=== Section Start ===
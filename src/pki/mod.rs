pub mod authority;
pub mod certificate;
pub mod pem_file;

pub use authority::CertificateAuthority;
pub use certificate::IdentityAction;

use rcgen::{KeyPair, PKCS_ECDSA_P256_SHA256};
use std::fmt;
use time::OffsetDateTime;

use crate::error::{Error, Result};

pub const CA_KEY_FILE: &str = "ca.key";
pub const CA_CERT_FILE: &str = "ca.crt";
pub const NODE_KEY_FILE: &str = "node.key";
pub const NODE_CERT_FILE: &str = "node.crt";
pub const CLIENT_KEY_FILE: &str = "client.root.key";
pub const CLIENT_CERT_FILE: &str = "client.root.crt";

/// Source of "now" for certificate validity windows.
pub trait Clock: Send + Sync {
    fn now(&self) -> OffsetDateTime;
}

/// Wall clock.
#[derive(Debug, Clone, Copy, Default)]
pub struct SystemClock;

impl Clock for SystemClock {
    fn now(&self) -> OffsetDateTime {
        OffsetDateTime::now_utc()
    }
}

/// A private key that can sign certificates for the shared CA.
///
/// Only ECDSA P-256 is accepted. Anything else is rejected with [`Error::KeyType`] when the key
/// is parsed, so the CA code never has to check the algorithm again.
pub enum CaKey {
    EcdsaP256(KeyPair),
}

impl CaKey {
    /// Generate a fresh P-256 key.
    pub fn generate() -> Result<Self> {
        let key_pair = KeyPair::generate_for(&PKCS_ECDSA_P256_SHA256)?;
        Ok(CaKey::EcdsaP256(key_pair))
    }

    /// Parse PKCS#8 DER as delivered by the replicated key.
    pub fn from_pkcs8_der(der: &[u8]) -> Result<Self> {
        let key_pair = KeyPair::try_from(der).map_err(|e| Error::KeyType {
            algorithm: format!("unrecognized PKCS#8 key ({})", e),
        })?;
        Self::from_key_pair(key_pair)
    }

    pub fn from_key_pair(key_pair: KeyPair) -> Result<Self> {
        if key_pair.algorithm() == &PKCS_ECDSA_P256_SHA256 {
            Ok(CaKey::EcdsaP256(key_pair))
        } else {
            Err(Error::KeyType {
                algorithm: format!("{:?}", key_pair.algorithm()),
            })
        }
    }

    pub fn key_pair(&self) -> &KeyPair {
        match self {
            CaKey::EcdsaP256(key_pair) => key_pair,
        }
    }

    /// SubjectPublicKeyInfo DER.
    pub fn public_key_der(&self) -> Vec<u8> {
        self.key_pair().public_key_der()
    }

    /// PKCS#8 DER, the form stored in the replicated key and in ca.key.
    pub fn pkcs8_der(&self) -> Vec<u8> {
        self.key_pair().serialize_der()
    }
}

impl fmt::Debug for CaKey {
    fn fmt(&self, f: &mut fmt::Formatter<'_>) -> fmt::Result {
        match self {
            CaKey::EcdsaP256(_) => f.write_str("CaKey::EcdsaP256(..)"),
        }
    }
}

#[cfg(test)]
mod tests {
    use super::*;

    #[test]
    fn test_generated_key_round_trips_through_pkcs8() {
        let key = CaKey::generate().unwrap();
        let parsed = CaKey::from_pkcs8_der(&key.pkcs8_der()).unwrap();
        assert_eq!(key.public_key_der(), parsed.public_key_der());
    }

    #[test]
    fn test_rejects_ed25519() {
        let key_pair = KeyPair::generate_for(&rcgen::PKCS_ED25519).unwrap();
        let err = CaKey::from_pkcs8_der(&key_pair.serialize_der()).unwrap_err();
        assert!(matches!(err, Error::KeyType { .. }));
    }

    #[test]
    fn test_rejects_p384() {
        let key_pair = KeyPair::generate_for(&rcgen::PKCS_ECDSA_P384_SHA384).unwrap();
        let err = CaKey::from_key_pair(key_pair).unwrap_err();
        assert!(matches!(err, Error::KeyType { .. }));
    }

    #[test]
    fn test_rejects_garbage() {
        let err = CaKey::from_pkcs8_der(b"definitely not a key").unwrap_err();
        assert!(matches!(err, Error::KeyType { .. }));
    }
}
=== Section End ===
Problem requirements =>
From the entries, copy every line in which the word "rcgen" occurs.

Response to this task =>
use rcgen::{KeyPair, PKCS_ECDSA_P256_SHA256};
        let key_pair = KeyPair::generate_for(&rcgen::PKCS_ED25519).unwrap();
        let key_pair = KeyPair::generate_for(&rcgen::PKCS_ECDSA_P384_SHA384).unwrap();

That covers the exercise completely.